▶ [REQUIRED ACTION] Each record should be output exactly, with every character kept.

Start of DATA

use ratatui::{
    Frame,
    layout::{Constraint, Layout, Rect},
    style::{Color, Modifier, Style},
    text::{Line, Span},
    widgets::{Block, Borders, Paragraph},
};

use super::dropdown_render;
use super::state::App;
use crate::view::Focus;

const INPUT_HEIGHT: u16 = 3;

const HINTS: &[(&str, &str)] = &[
    ("↑/↓", "select"),
    ("Enter", "open"),
    ("Tab", "rows"),
    ("Esc", "dismiss"),
    ("Ctrl+C", "quit"),
];

impl App {
    pub fn render(&mut self, frame: &mut Frame) {
        let [header_area, input_area, body_area, hints_area] = Layout::vertical([
            Constraint::Length(1),
            Constraint::Length(INPUT_HEIGHT),
            Constraint::Min(0),
            Constraint::Length(1),
        ])
        .areas(frame.area());

        self.render_header(frame, header_area);
        self.render_input(frame, input_area);
        render_hints(frame, hints_area);

        self.input_area = input_area;
        self.row_areas = if self.controller.view().is_visible() {
            let bounds = input_area.union(body_area);
            dropdown_render::render_popup(self.controller.view(), frame, input_area, bounds)
        } else {
            Vec::new()
        };
    }

    fn render_header(&self, frame: &mut Frame, area: Rect) {
        let line = Line::from(vec![
            Span::styled(
                " search-suggest ",
                Style::default().fg(Color::Cyan).add_modifier(Modifier::BOLD),
            ),
            Span::styled(self.site().as_str(), Style::default().fg(Color::DarkGray)),
        ]);
        frame.render_widget(Paragraph::new(line), area);
    }

    fn render_input(&mut self, frame: &mut Frame, area: Rect) {
        let view = self.controller.view();
        let border_color = if view.focus() == Focus::Input {
            Color::Cyan
        } else {
            Color::DarkGray
        };
        let title = if view.is_pending() {
            " Search (fetching…) "
        } else {
            " Search "
        };

        self.input.set_block(
            Block::default()
                .borders(Borders::ALL)
                .title(title)
                .border_style(Style::default().fg(border_color)),
        );
        frame.render_widget(&self.input, area);
    }
}

fn render_hints(frame: &mut Frame, area: Rect) {
    let mut spans = Vec::new();
    for (key, action) in HINTS {
        spans.push(Span::styled(
            format!(" {} ", key),
            Style::default().fg(Color::Cyan),
        ));
        spans.push(Span::styled(
            format!("{}  ", action),
            Style::default().fg(Color::DarkGray),
        ));
    }
    frame.render_widget(Paragraph::new(Line::from(spans)), area);
}

#[cfg(test)]
#[path = "render_tests.rs"]
mod render_tests;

End of DATA

▶ [WRITTEN SOLUTION]
use ratatui::{
    Frame,
    layout::{Constraint, Layout, Rect},
    style::{Color, Modifier, Style},
    text::{Line, Span},
    widgets::{Block, Borders, Paragraph},
};

use super::dropdown_render;
use super::state::App;
use crate::view::Focus;

const INPUT_HEIGHT: u16 = 3;

const HINTS: &[(&str, &str)] = &[
    ("↑/↓", "select"),
    ("Enter", "open"),
    ("Tab", "rows"),
    ("Esc", "dismiss"),
    ("Ctrl+C", "quit"),
];

impl App {
    pub fn render(&mut self, frame: &mut Frame) {
        let [header_area, input_area, body_area, hints_area] = Layout::vertical([
            Constraint::Length(1),
            Constraint::Length(INPUT_HEIGHT),
            Constraint::Min(0),
            Constraint::Length(1),
        ])
        .areas(frame.area());

        self.render_header(frame, header_area);
        self.render_input(frame, input_area);
        render_hints(frame, hints_area);

        self.input_area = input_area;
        self.row_areas = if self.controller.view().is_visible() {
            let bounds = input_area.union(body_area);
            dropdown_render::render_popup(self.controller.view(), frame, input_area, bounds)
        } else {
            Vec::new()
        };
    }

    fn render_header(&self, frame: &mut Frame, area: Rect) {
        let line = Line::from(vec![
            Span::styled(
                " search-suggest ",
                Style::default().fg(Color::Cyan).add_modifier(Modifier::BOLD),
            ),
            Span::styled(self.site().as_str(), Style::default().fg(Color::DarkGray)),
        ]);
        frame.render_widget(Paragraph::new(line), area);
    }

    fn render_input(&mut self, frame: &mut Frame, area: Rect) {
        let view = self.controller.view();
        let border_color = if view.focus() == Focus::Input {
            Color::Cyan
        } else {
            Color::DarkGray
        };
        let title = if view.is_pending() {
            " Search (fetching…) "
        } else {
            " Search "
        };

        self.input.set_block(
            Block::default()
                .borders(Borders::ALL)
                .title(title)
                .border_style(Style::default().fg(border_color)),
        );
        frame.render_widget(&self.input, area);
    }
}

fn render_hints(frame: &mut Frame, area: Rect) {
    let mut spans = Vec::new();
    for (key, action) in HINTS {
        spans.push(Span::styled(
            format!(" {} ", key),
            Style::default().fg(Color::Cyan),
        ));
        spans.push(Span::styled(
            format!("{}  ", action),
            Style::default().fg(Color::DarkGray),
        ));
    }
    frame.render_widget(Paragraph::new(Line::from(spans)), area);
}

#[cfg(test)]
#[path = "render_tests.rs"]
mod render_tests;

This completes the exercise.